Além disso, a maior parte da população sem acesso à energia se concentra em domicílios com renda familiar abaixo de 2 salários mínimos, 80% dos quais estão em áreas rurais predominantemente no Norte, Nordeste e Centro-Oeste do país. Isso se deve a três fatores principais: ao poder aquisitivo reduzido dessas pessoas, à baixa densidade geográfica das comunidades e, sobretudo no Norte, às características geográficas, que, aliadas aos dois fatores anteriores, dificultam a logística e a instalação de redes de transmissão e distribuição.

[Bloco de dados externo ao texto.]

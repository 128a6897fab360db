use crate::{
    core::viewport::Viewport, input::events::MapEvent, layers::base::LayerTrait,
    rendering::context::RenderContext, MapError, Result,
};

use crate::prelude::HashMap;

/// Manages layers for the map, handling ordering and rendering
pub struct LayerManager {
    /// All layers indexed by ID
    layers: HashMap<String, Box<dyn LayerTrait>>,
    /// Ordered list of layer IDs for rendering (sorted by z-index)
    render_order: Vec<String>,
}

impl LayerManager {
    pub fn new() -> Self {
        Self {
            layers: HashMap::default(),
            render_order: Vec::new(),
        }
    }

    /// Adds a layer; IDs are unique
    pub fn add_layer(&mut self, layer: Box<dyn LayerTrait>) -> Result<()> {
        let layer_id = layer.id().to_string();
        if self.layers.contains_key(&layer_id) {
            return Err(MapError::Layer(format!("layer '{}' already added", layer_id)));
        }
        let z_index = layer.z_index();

        self.layers.insert(layer_id.clone(), layer);

        // Insert in sorted order by z-index, after equal z-indices
        let insert_pos = self
            .render_order
            .iter()
            .position(|id| {
                self.layers
                    .get(id)
                    .map(|l| l.z_index() > z_index)
                    .unwrap_or(false)
            })
            .unwrap_or(self.render_order.len());

        self.render_order.insert(insert_pos, layer_id);
        Ok(())
    }

    /// Removes a layer from the manager
    pub fn remove_layer(&mut self, layer_id: &str) -> Option<Box<dyn LayerTrait>> {
        self.render_order.retain(|id| id != layer_id);
        self.layers.remove(layer_id)
    }

    pub fn has_layer(&self, layer_id: &str) -> bool {
        self.layers.contains_key(layer_id)
    }

    /// Gets a reference to a layer by ID
    pub fn get_layer(&self, layer_id: &str) -> Option<&dyn LayerTrait> {
        self.layers.get(layer_id).map(|l| l.as_ref())
    }

    /// Applies a function to a specific layer mutably
    pub fn with_layer_mut<F, R>(&mut self, layer_id: &str, f: F) -> Option<R>
    where
        F: FnOnce(&mut dyn LayerTrait) -> R,
    {
        self.layers.get_mut(layer_id).map(|layer| f(layer.as_mut()))
    }

    /// Downcasts a layer to its concrete type
    pub fn get_as<T: 'static>(&self, layer_id: &str) -> Option<&T> {
        self.layers
            .get(layer_id)
            .and_then(|l| l.as_any().downcast_ref::<T>())
    }

    pub fn get_as_mut<T: 'static>(&mut self, layer_id: &str) -> Option<&mut T> {
        self.layers
            .get_mut(layer_id)
            .and_then(|l| l.as_any_mut().downcast_mut::<T>())
    }

    /// Layer IDs in render order
    pub fn list_layers(&self) -> Vec<String> {
        self.render_order.clone()
    }

    /// Forwards a map event to each layer in render order
    pub fn dispatch(&mut self, event: &MapEvent) {
        for id in &self.render_order {
            if let Some(layer) = self.layers.get_mut(id) {
                layer.on_map_event(event);
            }
        }
    }

    /// Advances layer animations; true if any layer is still animating
    pub fn update(&mut self, delta_time: f64) -> bool {
        let mut animating = false;
        for layer in self.layers.values_mut() {
            animating |= layer.update(delta_time);
        }
        animating
    }

    /// Renders all visible layers in order
    pub fn render(&mut self, context: &mut RenderContext, viewport: &Viewport) -> Result<()> {
        for layer_id in &self.render_order {
            if let Some(layer) = self.layers.get_mut(layer_id) {
                if layer.is_visible() {
                    layer.render(context, viewport)?;
                }
            }
        }
        Ok(())
    }

    /// Updates the render order based on current z-indices
    pub fn update_render_order(&mut self) {
        let layers = &self.layers;
        self.render_order.sort_by_key(|id| layers.get(id).map(|l| l.z_index()).unwrap_or(0));
    }

    pub fn len(&self) -> usize {
        self.layers.len()
    }

    pub fn is_empty(&self) -> bool {
        self.layers.is_empty()
    }
}

impl Default for LayerManager {
    fn default() -> Self {
        Self::new()
    }
}

#[cfg(test)]
mod tests {
    use super::*;
    use crate::layers::base::{LayerProperties, LayerType};

    struct Probe {
        properties: LayerProperties,
        events: usize,
    }

    impl Probe {
        fn new(id: &str, z: i32) -> Self {
            Self {
                properties: LayerProperties::new(id, id, LayerType::Tile).with_z_index(z),
                events: 0,
            }
        }
    }

    impl LayerTrait for Probe {
        crate::impl_layer_trait!(Probe, properties);

        fn render(&mut self, context: &mut RenderContext, _viewport: &Viewport) -> Result<()> {
            context.fill(crate::rendering::context::Color::WHITE);
            Ok(())
        }

        fn on_map_event(&mut self, _event: &MapEvent) {
            self.events += 1;
        }
    }

    #[test]
    fn test_render_order_follows_z_index() {
        let mut manager = LayerManager::new();
        manager.add_layer(Box::new(Probe::new("markers", 10))).unwrap();
        manager.add_layer(Box::new(Probe::new("base", 0))).unwrap();
        manager.add_layer(Box::new(Probe::new("overlay", 1))).unwrap();

        assert_eq!(manager.list_layers(), vec!["base", "overlay", "markers"]);
    }

    #[test]
    fn test_duplicate_ids_rejected_and_removal() {
        let mut manager = LayerManager::new();
        manager.add_layer(Box::new(Probe::new("base", 0))).unwrap();
        assert!(manager.add_layer(Box::new(Probe::new("base", 0))).is_err());

        assert!(manager.has_layer("base"));
        assert!(manager.remove_layer("base").is_some());
        assert!(manager.remove_layer("base").is_none());
        assert!(manager.is_empty());
    }

    #[test]
    fn test_dispatch_and_hidden_layers() {
        let mut manager = LayerManager::new();
        manager.add_layer(Box::new(Probe::new("a", 0))).unwrap();
        manager.add_layer(Box::new(Probe::new("b", 1))).unwrap();
        manager.with_layer_mut("b", |l| l.set_visible(false));

        manager.dispatch(&MapEvent::Zoom { zoom: 3.0 });
        assert_eq!(manager.get_as::<Probe>("a").map(|p| p.events), Some(1));

        let mut context = RenderContext::new(10, 10);
        manager.render(&mut context, &Viewport::default()).unwrap();
        assert_eq!(context.get_drawing_queue().len(), 1);
    }

    #[test]
    fn test_reorder_after_z_index_change() {
        let mut manager = LayerManager::new();
        manager.add_layer(Box::new(Probe::new("a", 0))).unwrap();
        manager.add_layer(Box::new(Probe::new("b", 1))).unwrap();

        manager.with_layer_mut("a", |l| {
            l.set_z_index(5);
            l.set_opacity(3.0);
        });
        manager.update_render_order();

        assert_eq!(manager.list_layers(), vec!["b", "a"]);
        assert_eq!(manager.get_layer("a").map(|l| l.opacity()), Some(1.0));
    }
}
use crate::core::geo::{LatLng, Point};
use serde::{Deserialize, Serialize};

/// Input events that can be handled by the map and the viewers
#[derive(Debug, Clone, PartialEq, Serialize, Deserialize)]
pub enum InputEvent {
    /// Single click/tap
    Click { position: Point },
    /// Pointer drag in progress
    Drag { delta: Point },
    /// End of a drag operation
    DragEnd,
    /// Scroll wheel or pinch zoom; positive delta zooms in
    Scroll { delta: f64, position: Point },
    /// Keyboard input
    KeyPress { key: KeyCode },
    /// Viewport/window resize
    Resize { size: Point },
}

/// Keyboard key codes the viewers react to
#[derive(Debug, Clone, Copy, PartialEq, Eq, Hash, Serialize, Deserialize)]
pub enum KeyCode {
    ArrowLeft,
    ArrowRight,
    Plus,
    Minus,
    Escape,
    Other(u32),
}

/// Whether an event was handled
#[derive(Debug, Clone, Copy, PartialEq)]
pub enum EventHandled {
    Handled,
    NotHandled,
}

impl EventHandled {
    pub fn is_handled(self) -> bool {
        self == EventHandled::Handled
    }
}

/// Events emitted by the map, drained by the owner once per frame
#[derive(Debug, Clone, PartialEq)]
pub enum MapEvent {
    /// Center changed
    Move { center: LatLng },
    /// Pan finished
    MoveEnd { center: LatLng },
    /// Zoom level changed; fires on every step of a gesture or flight
    Zoom { zoom: f64 },
    /// First zoom change of a gesture
    ZoomStart { zoom: f64 },
    /// The zoom gesture settled
    ZoomEnd { zoom: f64 },
    /// Click on the map background
    Click { lat_lng: LatLng, pixel: Point },
    /// Layer was added to the map
    LayerAdd { layer_id: String },
    /// Layer was removed from the map
    LayerRemove { layer_id: String },
}

impl InputEvent {
    /// Gets the primary position associated with this event, if any
    pub fn position(&self) -> Option<Point> {
        match self {
            InputEvent::Click { position } => Some(*position),
            InputEvent::Scroll { position, .. } => Some(*position),
            _ => None,
        }
    }

    /// Checks if this is a mouse/pointer event
    pub fn is_pointer_event(&self) -> bool {
        matches!(
            self,
            InputEvent::Click { .. }
                | InputEvent::Drag { .. }
                | InputEvent::DragEnd
                | InputEvent::Scroll { .. }
        )
    }

    /// Checks if this is a keyboard event
    pub fn is_keyboard_event(&self) -> bool {
        matches!(self, InputEvent::KeyPress { .. })
    }
}

impl MapEvent {
    /// Whether this event reports a zoom change of any kind
    pub fn is_zoom_event(&self) -> bool {
        matches!(
            self,
            MapEvent::Zoom { .. } | MapEvent::ZoomStart { .. } | MapEvent::ZoomEnd { .. }
        )
    }
}
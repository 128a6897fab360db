use serde::{Deserialize, Serialize};
use std::sync::{Arc, Mutex};

use crate::content::source::ContentSource;
use crate::core::constants::POINTS_DOCUMENT;
use crate::prelude::HashMap;
use crate::registry::point::PointOfInterest;
use crate::Result;

/// On-disk shape of the registry document
#[derive(Debug, Clone, Default, Serialize, Deserialize)]
pub struct PointsDocument {
    #[serde(default)]
    pub points: Vec<PointOfInterest>,
}

/// The points of one session, one record per ID, in document order
#[derive(Debug, Clone, Default)]
pub struct PointRegistry {
    points: Vec<PointOfInterest>,
    by_id: HashMap<String, usize>,
}

impl PointRegistry {
    pub fn new() -> Self {
        Self::default()
    }

    /// Builds the registry, dropping duplicate IDs.
    ///
    /// The last record with a given ID wins but keeps the slot of the
    /// first occurrence.
    pub fn from_points(points: impl IntoIterator<Item = PointOfInterest>) -> Self {
        let mut registry = Self::new();
        for point in points {
            if registry.by_id.contains_key(&point.id) {
                log::warn!("duplicate point id {}; keeping the last record", point.id);
            }
            registry.upsert(point);
        }
        registry
    }

    pub fn from_json(json: &str) -> Result<Self> {
        let document: PointsDocument = serde_json::from_str(json)?;
        Ok(Self::from_points(document.points))
    }

    fn upsert(&mut self, point: PointOfInterest) -> Option<PointOfInterest> {
        match self.by_id.get(&point.id) {
            Some(&slot) => Some(std::mem::replace(&mut self.points[slot], point)),
            None => {
                self.by_id.insert(point.id.clone(), self.points.len());
                self.points.push(point);
                None
            }
        }
    }

    /// Adds or replaces a point for this session only
    pub fn insert(&mut self, point: PointOfInterest) -> Option<PointOfInterest> {
        self.upsert(point)
    }

    pub fn get(&self, id: &str) -> Option<&PointOfInterest> {
        self.by_id.get(id).map(|&slot| &self.points[slot])
    }

    pub fn iter(&self) -> impl Iterator<Item = &PointOfInterest> {
        self.points.iter()
    }

    pub fn points(&self) -> &[PointOfInterest] {
        &self.points
    }

    pub fn len(&self) -> usize {
        self.points.len()
    }

    pub fn is_empty(&self) -> bool {
        self.points.is_empty()
    }

    pub fn content_path(&self, id: &str) -> Option<String> {
        self.get(id)?.content_path()
    }

    pub fn image_path(&self, id: &str) -> Option<&str> {
        self.get(id)?.image.as_deref().filter(|i| !i.is_empty())
    }

    pub fn has_content(&self, id: &str) -> bool {
        self.get(id).is_some_and(PointOfInterest::has_content)
    }

    pub fn has_image(&self, id: &str) -> bool {
        self.get(id).is_some_and(PointOfInterest::has_image)
    }
}

/// Loads the registry document once per session.
///
/// A failed load is logged and yields an empty registry; it is not
/// cached, so a later call tries again.
pub struct RegistryLoader {
    source: Arc<dyn ContentSource>,
    document: String,
    cached: Mutex<Option<Arc<PointRegistry>>>,
}

impl RegistryLoader {
    pub fn new(source: Arc<dyn ContentSource>) -> Self {
        Self {
            source,
            document: POINTS_DOCUMENT.to_string(),
            cached: Mutex::new(None),
        }
    }

    pub fn with_document(mut self, path: impl Into<String>) -> Self {
        self.document = path.into();
        self
    }

    pub fn cached(&self) -> Option<Arc<PointRegistry>> {
        self.cached.lock().ok()?.clone()
    }

    pub fn clear(&self) {
        if let Ok(mut cached) = self.cached.lock() {
            *cached = None;
        }
    }

    pub async fn try_load(&self) -> Result<Arc<PointRegistry>> {
        if let Some(registry) = self.cached() {
            return Ok(registry);
        }
        let text = self.source.fetch_text(&self.document).await?;
        let registry = Arc::new(PointRegistry::from_json(&text)?);
        log::debug!(
            "loaded {} points from {}",
            registry.len(),
            self.source.locate(&self.document)
        );
        if let Ok(mut cached) = self.cached.lock() {
            *cached = Some(Arc::clone(&registry));
        }
        Ok(registry)
    }

    pub async fn load(&self) -> Arc<PointRegistry> {
        match self.try_load().await {
            Ok(registry) => registry,
            Err(e) => {
                log::error!(
                    "failed to load points from {}: {}",
                    self.source.locate(&self.document),
                    e
                );
                Arc::new(PointRegistry::new())
            }
        }
    }
}

#[cfg(test)]
mod tests {
    use super::*;
    use crate::content::source::FileSource;
    use crate::core::geo::LatLng;

    fn poi(id: &str, title: &str) -> PointOfInterest {
        PointOfInterest::new(id, title, LatLng::new(48.62, 22.30))
    }

    #[test]
    fn test_duplicates_keep_first_slot_and_last_value() {
        let registry = PointRegistry::from_points(vec![
            poi("1", "first"),
            poi("2", "other"),
            poi("1", "second"),
        ]);

        assert_eq!(registry.len(), 2);
        let titles: Vec<_> = registry.iter().map(|p| p.title.as_str()).collect();
        assert_eq!(titles, vec!["second", "other"]);
        assert_eq!(registry.get("1").unwrap().title, "second");
    }

    thread_local! {
        static CAPTURED: std::cell::RefCell<Vec<(log::Level, String)>> = std::cell::RefCell::new(Vec::new());
    }

    /// Collects records logged on the current test thread
    struct CaptureLogger;

    impl log::Log for CaptureLogger {
        fn enabled(&self, _metadata: &log::Metadata) -> bool {
            true
        }

        fn log(&self, record: &log::Record) {
            CAPTURED.with(|c| c.borrow_mut().push((record.level(), record.args().to_string())));
        }

        fn flush(&self) {}
    }

    static LOGGER: CaptureLogger = CaptureLogger;

    fn captured_warnings(f: impl FnOnce()) -> Vec<String> {
        let _ = log::set_logger(&LOGGER);
        log::set_max_level(log::LevelFilter::Trace);
        CAPTURED.with(|c| c.borrow_mut().clear());
        f();
        CAPTURED.with(|c| {
            c.borrow()
                .iter()
                .filter(|(level, _)| *level == log::Level::Warn)
                .map(|(_, message)| message.clone())
                .collect()
        })
    }

    #[test]
    fn test_duplicate_id_logs_one_warning() {
        let warnings = captured_warnings(|| {
            PointRegistry::from_points(vec![poi("17", "first"), poi("2", "other"), poi("17", "second")]);
        });
        assert_eq!(warnings.len(), 1);
        assert!(warnings[0].contains("17"));

        let clean = captured_warnings(|| {
            PointRegistry::from_points(vec![poi("1", "a"), poi("2", "b")]);
        });
        assert!(clean.is_empty());
    }

    #[test]
    fn test_path_lookups() {
        let mut with_image = poi("1", "a");
        with_image.image = Some("images/a.jpg".into());
        let mut article = poi("2", "b");
        article.article = true;
        let mut blank = poi("3", "c");
        blank.image = Some(String::new());

        let registry = PointRegistry::from_points(vec![with_image, article, blank]);
        assert_eq!(registry.image_path("1"), Some("images/a.jpg"));
        assert!(registry.has_image("1"));
        assert!(!registry.has_image("3"));
        assert!(registry.has_content("2"));
        assert_eq!(registry.content_path("2").as_deref(), Some("content/2.md"));
        assert!(!registry.has_content("missing"));
    }

    #[test]
    fn test_insert_adds_session_point() {
        let mut registry = PointRegistry::from_points(vec![poi("1", "a")]);
        assert!(registry.insert(poi("new", "added")).is_none());
        assert_eq!(registry.len(), 2);
        assert!(registry.insert(poi("new", "again")).is_some());
        assert_eq!(registry.len(), 2);
    }

    #[tokio::test]
    async fn test_loader_reads_and_caches_document() {
        let dir = tempfile::tempdir().unwrap();
        std::fs::create_dir_all(dir.path().join("data")).unwrap();
        std::fs::write(
            dir.path().join("data/points.json"),
            r#"{"points": [{"id": "1", "lng": 22.3, "lat": 48.6, "title": "A"}]}"#,
        )
        .unwrap();

        let loader = RegistryLoader::new(Arc::new(FileSource::new(dir.path())));
        let first = loader.load().await;
        assert_eq!(first.len(), 1);

        std::fs::remove_file(dir.path().join("data/points.json")).unwrap();
        let second = loader.load().await;
        assert!(Arc::ptr_eq(&first, &second));

        loader.clear();
        assert!(loader.load().await.is_empty());
    }

    #[tokio::test]
    async fn test_loader_absorbs_bad_documents() {
        let dir = tempfile::tempdir().unwrap();
        std::fs::create_dir_all(dir.path().join("data")).unwrap();
        std::fs::write(dir.path().join("data/points.json"), "{ not json").unwrap();

        let loader = RegistryLoader::new(Arc::new(FileSource::new(dir.path())));
        assert!(loader.try_load().await.is_err());
        assert!(loader.load().await.is_empty());
        assert!(loader.cached().is_none());
    }
}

As Iniciativas de Eletrificação

A região amazônica é a mais crítica no que tange a falta de acesso à energia, portanto, nela se concentram diversos projetos que buscam resolver essa questão. Dentre eles está o das ResEx (Reservas Extrativistas) Produtoras de Energia Limpa, desenvolvido pelo WWF-Brasil e pelo Instituto Chico Mendes de Conservação da Biodiversidade (ICMBio), em uma parceria que se propõe a proteger e expandir as unidades de conservação no Brasil.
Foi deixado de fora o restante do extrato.